━━ Provided information ━━
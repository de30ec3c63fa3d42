//! Order processor
//!
//! Evaluates each item of an order, fires a delivery alert for every delivered
//! item and bumps its notification counter. Alerts are spawned onto a
//! [`JoinSet`] and never awaited while the order is being processed; the
//! driver collects them once at the end of the run with
//! [`OrderProcessor::drain_alerts`].

use crate::adapters::traits::{Notifier, SendOutcome};
use crate::domain::{DeliveryAlert, Order, ProcessingError};
use std::sync::Arc;
use tokio::task::JoinSet;

/// What happened to one order's items
#[derive(Debug, Clone, Default, PartialEq, Eq)]
pub struct ProcessOutcome {
    /// Items whose status could be evaluated
    pub evaluated: usize,

    /// Items found delivered (alert fired, counter bumped)
    pub delivered: usize,

    /// Item-level failures; the remaining items were still evaluated
    pub item_errors: Vec<ProcessingError>,
}

impl ProcessOutcome {
    /// Whether every item was evaluated cleanly
    pub fn is_clean(&self) -> bool {
        self.item_errors.is_empty()
    }
}

/// Final tally of the detached alert tasks
#[derive(Debug, Clone, Copy, Default, PartialEq, Eq)]
pub struct AlertTally {
    pub sent: usize,
    pub failed: usize,
}

/// Applies the delivery rule to orders in place
pub struct OrderProcessor {
    notifier: Arc<dyn Notifier>,
    alerts: JoinSet<SendOutcome>,
}

impl OrderProcessor {
    /// Create a processor sending alerts through `notifier`
    pub fn new(notifier: Arc<dyn Notifier>) -> Self {
        Self {
            notifier,
            alerts: JoinSet::new(),
        }
    }

    /// Process one order in place
    ///
    /// Must be called from within a tokio runtime, alerts are spawned onto it.
    ///
    /// # Errors
    ///
    /// Returns [`ProcessingError::MalformedOrder`] when the order has no items
    /// field at all. The order is left untouched in that case.
    pub fn process_order(&mut self, order: &mut Order) -> Result<ProcessOutcome, ProcessingError> {
        let Some(items) = order.items.as_mut() else {
            tracing::error!(order_id = %order.id, "Order has no items field");
            return Err(ProcessingError::MalformedOrder {
                order_id: order.id.to_string(),
            });
        };

        let mut outcome = ProcessOutcome::default();

        if items.is_empty() {
            tracing::warn!(order_id = %order.id, "Order has no items");
            return Ok(outcome);
        }

        for (position, item) in items.iter_mut().enumerate() {
            let Some(delivered) = item.is_delivered() else {
                tracing::error!(
                    order_id = %order.id,
                    position,
                    description = %item.description,
                    "Item has no status"
                );
                outcome.item_errors.push(ProcessingError::MissingStatus {
                    order_id: order.id.to_string(),
                    position,
                    description: item.description.clone(),
                });
                continue;
            };

            outcome.evaluated += 1;
            if !delivered {
                tracing::debug!(
                    order_id = %order.id,
                    description = %item.description,
                    "Item not delivered"
                );
                continue;
            }

            let alert = DeliveryAlert::for_item(&order.id, item);
            let notifier = Arc::clone(&self.notifier);
            self.alerts
                .spawn(async move { notifier.send_alert(alert).await });

            item.increment_delivery_notification();
            outcome.delivered += 1;

            tracing::info!(
                order_id = %order.id,
                description = %item.description,
                delivery_notification = item.delivery_notification,
                "Item delivered, notification count updated"
            );
        }

        Ok(outcome)
    }

    /// Number of alert tasks not yet collected
    pub fn pending_alerts(&self) -> usize {
        self.alerts.len()
    }

    /// Wait for every outstanding alert and tally the outcomes
    pub async fn drain_alerts(&mut self) -> AlertTally {
        let mut tally = AlertTally::default();

        while let Some(joined) = self.alerts.join_next().await {
            match joined {
                Ok(SendOutcome::Sent) => tally.sent += 1,
                Ok(SendOutcome::Failed) => tally.failed += 1,
                Err(e) => {
                    tracing::error!(error = %e, "Alert task did not complete");
                    tally.failed += 1;
                }
            }
        }

        tally
    }
}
━━━
▶ _Work instructions_:
Output each line of the material above. Nothing should differ from the original.

▶ _Response area_:
repository de30ec3c63fa3d42
//! Order processor
//!
//! Evaluates each item of an order, fires a delivery alert for every delivered
//! item and bumps its notification counter. Alerts are spawned onto a
//! [`JoinSet`] and never awaited while the order is being processed; the
//! driver collects them once at the end of the run with
//! [`OrderProcessor::drain_alerts`].

use crate::adapters::traits::{Notifier, SendOutcome};
use crate::domain::{DeliveryAlert, Order, ProcessingError};
use std::sync::Arc;
use tokio::task::JoinSet;

/// What happened to one order's items
#[derive(Debug, Clone, Default, PartialEq, Eq)]
pub struct ProcessOutcome {
    /// Items whose status could be evaluated
    pub evaluated: usize,

    /// Items found delivered (alert fired, counter bumped)
    pub delivered: usize,

    /// Item-level failures; the remaining items were still evaluated
    pub item_errors: Vec<ProcessingError>,
}

impl ProcessOutcome {
    /// Whether every item was evaluated cleanly
    pub fn is_clean(&self) -> bool {
        self.item_errors.is_empty()
    }
}

/// Final tally of the detached alert tasks
#[derive(Debug, Clone, Copy, Default, PartialEq, Eq)]
pub struct AlertTally {
    pub sent: usize,
    pub failed: usize,
}

/// Applies the delivery rule to orders in place
pub struct OrderProcessor {
    notifier: Arc<dyn Notifier>,
    alerts: JoinSet<SendOutcome>,
}

impl OrderProcessor {
    /// Create a processor sending alerts through `notifier`
    pub fn new(notifier: Arc<dyn Notifier>) -> Self {
        Self {
            notifier,
            alerts: JoinSet::new(),
        }
    }

    /// Process one order in place
    ///
    /// Must be called from within a tokio runtime, alerts are spawned onto it.
    ///
    /// # Errors
    ///
    /// Returns [`ProcessingError::MalformedOrder`] when the order has no items
    /// field at all. The order is left untouched in that case.
    pub fn process_order(&mut self, order: &mut Order) -> Result<ProcessOutcome, ProcessingError> {
        let Some(items) = order.items.as_mut() else {
            tracing::error!(order_id = %order.id, "Order has no items field");
            return Err(ProcessingError::MalformedOrder {
                order_id: order.id.to_string(),
            });
        };

        let mut outcome = ProcessOutcome::default();

        if items.is_empty() {
            tracing::warn!(order_id = %order.id, "Order has no items");
            return Ok(outcome);
        }

        for (position, item) in items.iter_mut().enumerate() {
            let Some(delivered) = item.is_delivered() else {
                tracing::error!(
                    order_id = %order.id,
                    position,
                    description = %item.description,
                    "Item has no status"
                );
                outcome.item_errors.push(ProcessingError::MissingStatus {
                    order_id: order.id.to_string(),
                    position,
                    description: item.description.clone(),
                });
                continue;
            };

            outcome.evaluated += 1;
            if !delivered {
                tracing::debug!(
                    order_id = %order.id,
                    description = %item.description,
                    "Item not delivered"
                );
                continue;
            }

            let alert = DeliveryAlert::for_item(&order.id, item);
            let notifier = Arc::clone(&self.notifier);
            self.alerts
                .spawn(async move { notifier.send_alert(alert).await });

            item.increment_delivery_notification();
            outcome.delivered += 1;

            tracing::info!(
                order_id = %order.id,
                description = %item.description,
                delivery_notification = item.delivery_notification,
                "Item delivered, notification count updated"
            );
        }

        Ok(outcome)
    }

    /// Number of alert tasks not yet collected
    pub fn pending_alerts(&self) -> usize {
        self.alerts.len()
    }

    /// Wait for every outstanding alert and tally the outcomes
    pub async fn drain_alerts(&mut self) -> AlertTally {
        let mut tally = AlertTally::default();

        while let Some(joined) = self.alerts.join_next().await {
            match joined {
                Ok(SendOutcome::Sent) => tally.sent += 1,
                Ok(SendOutcome::Failed) => tally.failed += 1,
                Err(e) => {
                    tracing::error!(error = %e, "Alert task did not complete");
                    tally.failed += 1;
                }
            }
        }

        tally
    }
}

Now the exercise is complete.